Go through the records and copy each line where the string "filename" occurs.

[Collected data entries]
-- Opening Marker --

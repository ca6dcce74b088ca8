//! Dispatcher implementation.

use std::collections::BTreeMap;
use std::panic::AssertUnwindSafe;
use std::sync::Arc;
use std::time::{Duration, Instant};

use chrono::Utc;
use futures::FutureExt;
use tokio::task::JoinSet;
use tokio_util::sync::CancellationToken;
use tracing::{debug, error, info, warn};

use crate::job::{keys, ChunkJob, ChunkResult, FailureRecord, RetryRecord};
use crate::metrics;
use crate::progress::{ProgressEvent, ProgressHandle};
use crate::retry::{classify, AttemptState, ErrorClass, RetryPolicy, WorkerError};
use crate::storage::{put_json, ObjectStore};
use crate::worker::{JobContext, RenderWorker};

use super::config::DispatcherConfig;
use super::types::{DispatchError, DispatchOutcome, ErrorReport};

/// Fans chunk jobs out to a render worker.
pub struct Dispatcher {
    config: DispatcherConfig,
    worker: Arc<dyn RenderWorker>,
    store: Arc<dyn ObjectStore>,
}

/// Final state of one chunk task.
struct ChunkOutcome {
    chunk_index: usize,
    attempt: u32,
    record: RetryRecord,
    result: Result<ChunkResult, WorkerError>,
}

impl ChunkOutcome {
    fn new(job: &ChunkJob, record: RetryRecord, result: Result<ChunkResult, WorkerError>) -> Self {
        Self {
            chunk_index: job.chunk_index,
            attempt: job.attempt,
            record,
            result,
        }
    }
}

impl Dispatcher {
    pub fn new(
        config: DispatcherConfig,
        worker: Arc<dyn RenderWorker>,
        store: Arc<dyn ObjectStore>,
    ) -> Self {
        Self {
            config,
            worker,
            store,
        }
    }

    pub fn config(&self) -> &DispatcherConfig {
        &self.config
    }

    /// Runs every chunk to success or aborts the whole set.
    ///
    /// On success the outcome holds exactly one result per job, ordered by
    /// chunk index. When any chunk runs out of retries, or `cancel` fires,
    /// in-flight siblings are interrupted and every completed result is
    /// dropped.
    pub async fn dispatch(
        &self,
        jobs: Vec<ChunkJob>,
        ctx: &JobContext,
        progress: ProgressHandle,
        cancel: CancellationToken,
    ) -> Result<DispatchOutcome, DispatchError> {
        let total = jobs.len();
        let limit = self.config.effective_concurrency();
        let siblings = cancel.child_token();

        info!(
            job_id = %ctx.job_id(),
            chunks = total,
            concurrency = limit,
            worker = self.worker.name(),
            "Dispatching chunks"
        );

        let runner = ChunkRunner {
            config: self.config.clone(),
            policy: RetryPolicy::new(self.config.max_retries),
            worker: Arc::clone(&self.worker),
            store: Arc::clone(&self.store),
            ctx: ctx.clone(),
            progress,
            cancel: siblings.clone(),
        };

        let mut queue = jobs.into_iter();
        let mut in_flight: JoinSet<ChunkOutcome> = JoinSet::new();
        let mut results: BTreeMap<usize, ChunkResult> = BTreeMap::new();
        let mut retries: BTreeMap<usize, RetryRecord> = BTreeMap::new();

        loop {
            while in_flight.len() < limit && !siblings.is_cancelled() {
                let Some(job) = queue.next() else {
                    break;
                };
                let runner = runner.clone();
                in_flight.spawn(async move {
                    let placeholder = job.clone();
                    match AssertUnwindSafe(runner.run(job)).catch_unwind().await {
                        Ok(outcome) => outcome,
                        Err(_) => ChunkOutcome::new(
                            &placeholder,
                            RetryRecord::new(placeholder.chunk_index),
                            Err(WorkerError::Fatal {
                                message: "chunk task panicked".to_string(),
                            }),
                        ),
                    }
                });
            }

            if in_flight.is_empty() {
                break;
            }

            let joined = tokio::select! {
                biased;
                _ = cancel.cancelled() => {
                    siblings.cancel();
                    drain(&mut in_flight, &mut retries).await;
                    warn!(job_id = %ctx.job_id(), "Dispatch cancelled");
                    return Err(DispatchError::Cancelled {
                        retries: retries.into_values().collect(),
                    });
                }
                joined = in_flight.join_next() => joined,
            };

            let outcome = match joined {
                Some(Ok(outcome)) => outcome,
                Some(Err(join_err)) => {
                    // Tasks are never aborted and panics are caught inside,
                    // so this only happens on runtime shutdown.
                    warn!(job_id = %ctx.job_id(), error = %join_err, "Chunk task lost");
                    drain(&mut in_flight, &mut retries).await;
                    return Err(DispatchError::Cancelled {
                        retries: retries.into_values().collect(),
                    });
                }
                None => break,
            };

            if outcome.record.has_failures() {
                retries.insert(outcome.chunk_index, outcome.record);
            }

            match outcome.result {
                Ok(result) => {
                    results.insert(outcome.chunk_index, result);
                }
                Err(WorkerError::Cancelled) => {
                    siblings.cancel();
                    drain(&mut in_flight, &mut retries).await;
                    return Err(DispatchError::Cancelled {
                        retries: retries.into_values().collect(),
                    });
                }
                Err(source) => {
                    error!(
                        job_id = %ctx.job_id(),
                        chunk = outcome.chunk_index,
                        attempt = outcome.attempt,
                        error = %source,
                        "Chunk aborted, cancelling remaining chunks"
                    );
                    siblings.cancel();
                    drain(&mut in_flight, &mut retries).await;
                    return Err(DispatchError::ChunkAborted {
                        chunk_index: outcome.chunk_index,
                        attempt: outcome.attempt,
                        source,
                        retries: retries.into_values().collect(),
                    });
                }
            }
        }

        if cancel.is_cancelled() || results.len() < total {
            return Err(DispatchError::Cancelled {
                retries: retries.into_values().collect(),
            });
        }

        info!(
            job_id = %ctx.job_id(),
            chunks = total,
            retried_chunks = retries.len(),
            "All chunks rendered"
        );

        Ok(DispatchOutcome {
            results: results.into_values().collect(),
            retries: retries.into_values().collect(),
        })
    }
}

/// Waits for interrupted tasks so their retry history is not lost.
async fn drain(in_flight: &mut JoinSet<ChunkOutcome>, retries: &mut BTreeMap<usize, RetryRecord>) {
    while let Some(joined) = in_flight.join_next().await {
        if let Ok(outcome) = joined {
            if outcome.record.has_failures() {
                retries.insert(outcome.chunk_index, outcome.record);
            }
        }
    }
}

/// Per-task copy of everything a chunk needs.
#[derive(Clone)]
struct ChunkRunner {
    config: DispatcherConfig,
    policy: RetryPolicy,
    worker: Arc<dyn RenderWorker>,
    store: Arc<dyn ObjectStore>,
    ctx: JobContext,
    progress: ProgressHandle,
    cancel: CancellationToken,
}

impl ChunkRunner {
    /// Retry loop for one chunk. Attempt state is explicit and bounded by
    /// the policy.
    async fn run(self, job: ChunkJob) -> ChunkOutcome {
        let chunk_index = job.chunk_index;
        let mut record = RetryRecord::new(chunk_index);
        let mut state = AttemptState::default();
        let mut current = job;

        loop {
            if self.cancel.is_cancelled() {
                return ChunkOutcome::new(&current, record, Err(WorkerError::Cancelled));
            }

            record.attempts = current.attempt;
            self.progress
                .emit(ProgressEvent::Invoked {
                    chunk_index,
                    attempt: current.attempt,
                })
                .await;

            let started = Instant::now();
            match self.invoke_once(&current).await {
                Ok(result) => {
                    metrics::CHUNK_INVOCATIONS
                        .with_label_values(&["success"])
                        .inc();
                    metrics::CHUNK_RENDER_DURATION
                        .with_label_values(&[])
                        .observe(started.elapsed().as_secs_f64());
                    self.write_timing(&result).await;
                    self.progress
                        .emit(ProgressEvent::ChunkDone {
                            chunk_index,
                            frames_rendered: result.frames_rendered,
                        })
                        .await;
                    debug!(
                        job_id = %current.job_id,
                        chunk = chunk_index,
                        attempt = current.attempt,
                        "Chunk done"
                    );
                    return ChunkOutcome::new(&current, record, Ok(result));
                }
                Err(WorkerError::Cancelled) => {
                    metrics::CHUNK_INVOCATIONS
                        .with_label_values(&["cancelled"])
                        .inc();
                    return ChunkOutcome::new(&current, record, Err(WorkerError::Cancelled));
                }
                Err(err) => {
                    metrics::CHUNK_INVOCATIONS
                        .with_label_values(&["failed"])
                        .inc();

                    let decision = self.policy.decide(&err, &state);
                    let class = classify(&err);
                    record.failures.push(FailureRecord {
                        attempt: current.attempt,
                        class,
                        message: err.to_string(),
                        will_retry: decision.is_retry(),
                    });
                    self.write_error_report(&current, &err, class, decision.is_retry())
                        .await;

                    if !decision.is_retry() {
                        warn!(
                            job_id = %current.job_id,
                            chunk = chunk_index,
                            attempt = current.attempt,
                            class = class.as_str(),
                            error = %err,
                            "Chunk failed, no retry left"
                        );
                        self.progress
                            .emit(ProgressEvent::ChunkFailed {
                                chunk_index,
                                attempt: current.attempt,
                                message: err.to_string(),
                            })
                            .await;
                        return ChunkOutcome::new(&current, record, Err(err));
                    }

                    state.record(decision);
                    metrics::CHUNK_RETRIES
                        .with_label_values(&[class.as_str()])
                        .inc();
                    warn!(
                        job_id = %current.job_id,
                        chunk = chunk_index,
                        attempt = current.attempt,
                        class = class.as_str(),
                        error = %err,
                        "Retrying chunk"
                    );
                    self.progress
                        .emit(ProgressEvent::ChunkRetrying {
                            chunk_index,
                            attempt: current.attempt,
                            class,
                        })
                        .await;

                    if self.config.retry_delay_ms > 0 {
                        tokio::select! {
                            _ = self.cancel.cancelled() => {}
                            _ = tokio::time::sleep(Duration::from_millis(self.config.retry_delay_ms)) => {}
                        }
                    }
                    current = current.next_attempt();
                }
            }
        }
    }

    /// One invocation under the per-attempt deadline.
    async fn invoke_once(&self, job: &ChunkJob) -> Result<ChunkResult, WorkerError> {
        let timeout_ms = self.config.invocation_timeout_ms;
        let invocation = tokio::time::timeout(
            Duration::from_millis(timeout_ms),
            self.worker.invoke(job, &self.ctx, self.progress.clone()),
        );

        let result = tokio::select! {
            biased;
            _ = self.cancel.cancelled() => return Err(WorkerError::Cancelled),
            res = invocation => match res {
                Ok(result) => result?,
                Err(_) => return Err(WorkerError::Timeout { timeout_ms }),
            },
        };

        if result.chunk_index != job.chunk_index {
            return Err(WorkerError::failure(format!(
                "worker answered for chunk {} instead of {}",
                result.chunk_index, job.chunk_index
            )));
        }
        if !result.is_success() {
            let message = result
                .error
                .unwrap_or_else(|| "worker reported a failed chunk".to_string());
            return Err(WorkerError::from_message(message, None));
        }
        Ok(result)
    }

    /// Records the attempt's timing under a key that encodes it, so cost
    /// can be recomputed from a listing alone.
    async fn write_timing(&self, result: &ChunkResult) {
        let timing = result.timing();
        let key = keys::timing_key(&self.ctx.prefix(), &timing);
        if let Err(e) = put_json(self.store.as_ref(), &key, &timing).await {
            warn!(key = %key, error = %e, "Failed to write timing marker");
        }
    }

    async fn write_error_report(
        &self,
        job: &ChunkJob,
        err: &WorkerError,
        class: ErrorClass,
        will_retry: bool,
    ) {
        if !self.config.write_error_reports {
            return;
        }
        let tmp_dir = match err {
            WorkerError::StorageExhaustion { tmp_dir, .. } => tmp_dir.clone(),
            _ => None,
        };
        let report = ErrorReport {
            job_id: job.job_id.clone(),
            chunk_index: job.chunk_index,
            attempt: job.attempt,
            class,
            message: err.to_string(),
            stack: err.stack().map(String::from),
            tmp_dir,
            will_retry,
            worker: self.worker.name().to_string(),
            timestamp: Utc::now(),
        };
        let key = keys::error_key(&self.ctx.prefix(), job.chunk_index, job.attempt);
        if let Err(e) = put_json(self.store.as_ref(), &key, &report).await {
            warn!(key = %key, error = %e, "Failed to write error report");
        }
    }
}
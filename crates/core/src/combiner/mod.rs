//! Recombination of per-chunk segments into the final output.
//!
//! Audio and video are concatenated independently in chunk-index order,
//! then muxed when both exist. Streams marked seamless skip the concat step
//! and reach the muxer as a single virtual input.

mod combiner;
mod config;
mod error;
mod ffmpeg;
mod traits;
mod types;

pub use combiner::ArtifactCombiner;
pub use config::CombinerConfig;
pub use error::CombineError;
pub use ffmpeg::FfmpegMuxer;
pub use traits::MediaMuxer;
pub use types::{
    CombineContext, CombinePart, CombineResult, CombineSpec, ConcatRequest, MuxProgress,
    MuxRequest, StreamInput, StreamSegments,
};
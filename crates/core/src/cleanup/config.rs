//! Configuration for cleanup.

use serde::{Deserialize, Serialize};

/// Cleanup settings.
#[derive(Debug, Clone, Serialize, Deserialize)]
pub struct CleanupConfig {
    /// Delete intermediates after a job finishes.
    #[serde(default = "default_enabled")]
    pub enabled: bool,

    /// Keys per delete call.
    #[serde(default = "default_batch_size")]
    pub batch_size: usize,
}

fn default_enabled() -> bool {
    true
}

fn default_batch_size() -> usize {
    100
}

impl Default for CleanupConfig {
    fn default() -> Self {
        Self {
            enabled: default_enabled(),
            batch_size: default_batch_size(),
        }
    }
}

impl CleanupConfig {
    /// Sets the batch size.
    pub fn with_batch_size(mut self, batch_size: usize) -> Self {
        self.batch_size = batch_size;
        self
    }

    /// Disables cleanup.
    pub fn disabled() -> Self {
        Self {
            enabled: false,
            ..Default::default()
        }
    }
}
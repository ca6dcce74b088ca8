//! End-to-end render driver.
//!
//! One call to [`RenderOrchestrator::render`] takes a request through
//! validation, planning, dispatch, cost estimation, recombination and
//! cleanup, and leaves a post-render summary next to the output.

mod config;
mod runner;
mod types;

pub use config::{OrchestratorConfig, RenderSettings};
pub use runner::RenderOrchestrator;
pub use types::{JobError, RenderOutcome, RenderSummary};
//! Dispatcher result and error types.

use chrono::{DateTime, Utc};
use serde::{Deserialize, Serialize};
use thiserror::Error;

use crate::job::{ChunkResult, RetryRecord};
use crate::retry::{ErrorClass, TmpDirState, WorkerError};

/// Successful dispatch of every chunk.
#[derive(Debug, Clone)]
pub struct DispatchOutcome {
    /// One successful result per chunk, in chunk-index order.
    pub results: Vec<ChunkResult>,
    /// Chunks that needed at least one retry, in chunk-index order.
    pub retries: Vec<RetryRecord>,
}

/// Dispatch did not produce a full result set.
#[derive(Debug, Error)]
pub enum DispatchError {
    /// A chunk failed with no retry left. Siblings were cancelled and
    /// completed results discarded.
    #[error("chunk {chunk_index} aborted after attempt {attempt}: {source}")]
    ChunkAborted {
        chunk_index: usize,
        attempt: u32,
        #[source]
        source: WorkerError,
        retries: Vec<RetryRecord>,
    },

    /// The job's cancellation signal fired.
    #[error("dispatch cancelled")]
    Cancelled { retries: Vec<RetryRecord> },
}

impl DispatchError {
    /// Retry history gathered before dispatch stopped.
    pub fn retries(&self) -> &[RetryRecord] {
        match self {
            Self::ChunkAborted { retries, .. } | Self::Cancelled { retries } => retries,
        }
    }

    pub fn is_cancelled(&self) -> bool {
        matches!(self, Self::Cancelled { .. })
    }
}

/// Diagnostic object persisted for every failed attempt.
#[derive(Debug, Clone, PartialEq, Serialize, Deserialize)]
pub struct ErrorReport {
    pub job_id: String,
    pub chunk_index: usize,
    pub attempt: u32,
    pub class: ErrorClass,
    pub message: String,
    #[serde(default, skip_serializing_if = "Option::is_none")]
    pub stack: Option<String>,
    #[serde(default, skip_serializing_if = "Option::is_none")]
    pub tmp_dir: Option<TmpDirState>,
    pub will_retry: bool,
    pub worker: String,
    pub timestamp: DateTime<Utc>,
}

-- Closing Marker --

* **Answer box**:
filename crates/core/src/combiner/mod.rs
filename crates/core/src/cleanup/config.rs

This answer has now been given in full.